Funny how terms differ over the pond. The Evangelical Presbyterian Church in England and Wales (EPCEW) which has a growing number of congregations, is nothing like the Evangelical Presbyterian you refer to, Kerry.

If I was a Presbyterian, I would join the EPCEW - indeed, if there were no reformed baptist churches in a town I would probably go to a local EPCEW.

JH


----------



## Me Died Blue (Mar 31, 2005)

> _Originally posted by WrittenFromUtopia_



 I would, however, attend one if there were no other Presbyterian or Reformed churches anywhere close (excluding PCUSA and Cumberland).


----------



## kevin.carroll (Mar 31, 2005)

> _Originally posted by OS_X_
> Interesting bunch. Open to charismatic practice, open to the ordination of women, claiming to hold to the WCF.
> 
> what say ye ?



 I've got a good friend who is in the EPC. We've talked about the women ordination thing. He tells me it is left up to individual presbyteries to decide and he happens to be in a coservative one. Nevertheless, I believe the EPC is on the proverbial slippery slope as a denomination.


----------



## SolaScriptura (Mar 31, 2005)

> _Originally posted by kevin.carroll_
> I've got a good friend who is in the EPC. We've talked about the women ordination thing. He tells me it is left up to individual presbyteries to decide and he happens to be in a coservative one. Nevertheless, I believe the EPC is on the proverbial slippery slope as a denomination.

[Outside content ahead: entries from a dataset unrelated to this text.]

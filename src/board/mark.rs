use serde::Deserialize;
use serde::Deserializer;
use serde::Serialize;
use serde::Serializer;

/// Contents of one grid cell as the move service reports it.
#[derive(Debug, Default, Clone, Copy, Hash, Eq, PartialEq)]
pub enum Mark {
    #[default]
    Empty,
    X,
    O,
}

impl Mark {
    pub fn is_empty(&self) -> bool {
        matches!(self, Mark::Empty)
    }
    /// Marker class for styling, if any.
    pub fn class(&self) -> Option<&'static str> {
        match self {
            Mark::Empty => None,
            Mark::X => Some("x-marker"),
            Mark::O => Some("o-marker"),
        }
    }
}

/// str isomorphism
impl TryFrom<&str> for Mark {
    type Error = anyhow::Error;
    fn try_from(s: &str) -> Result<Self, Self::Error> {
        match s {
            "" => Ok(Mark::Empty),
            "X" => Ok(Mark::X),
            "O" => Ok(Mark::O),
            _ => Err(anyhow::anyhow!("invalid mark: {:?}", s)),
        }
    }
}
impl From<Mark> for &'static str {
    fn from(mark: Mark) -> Self {
        match mark {
            Mark::Empty => "",
            Mark::X => "X",
            Mark::O => "O",
        }
    }
}

impl std::fmt::Display for Mark {
    fn fmt(&self, f: &mut std::fmt::Formatter) -> std::fmt::Result {
        write!(f, "{}", <&'static str>::from(*self))
    }
}

impl Serialize for Mark {
    fn serialize<S>(&self, serializer: S) -> Result<S::Ok, S::Error>
    where
        S: Serializer,
    {
        serializer.serialize_str(<&'static str>::from(*self))
    }
}
impl<'de> Deserialize<'de> for Mark {
    fn deserialize<D>(deserializer: D) -> Result<Self, D::Error>
    where
        D: Deserializer<'de>,
    {
        let s = String::deserialize(deserializer)?;
        Mark::try_from(s.as_str()).map_err(serde::de::Error::custom)
    }
}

True... the ordination of women is left up to the individual presbyteries. 

In my interactions with many EPC folks (I met many who attended TEDS) they are MUCH more evangelical than reformed, and I think their nonchalant attitude towards the ordination of women (i.e., "whatever, man! We let each presbytery decide... it's all good!") testifies to the lack of conviction that plagues many evangelical churches/denominations.

Jsut so you know, they have a formal agreement with Denver Seminary - a Baptist school in which many of the professors (including virtually all of the "famous" ones) are egalitarian... Hmmm. A presbyterian denomination with a formal agreement with a baptist school with strong affinity towards an egalitarian position. Hmmm....


----------



## BlackCalvinist (Apr 2, 2005)

Wow, Ben. I didn't know that.


*crosses them off my list of churches to visit*






I was at their website looking at some of their 'position' papers. They seem to fall in line with scripture on a lot of 'culture issues', though. But I may have to agree with you on them being on a slippery slope.


----------



## fredtgreco (Apr 2, 2005)

> _Originally posted by OS_X_
> Wow, Ben. I didn't know that.
> 
> 
> ...



Part of the problem with the denominational landscape is that there are virtually no truly Presbyterian Churches (i.e. with any degree of uniformity).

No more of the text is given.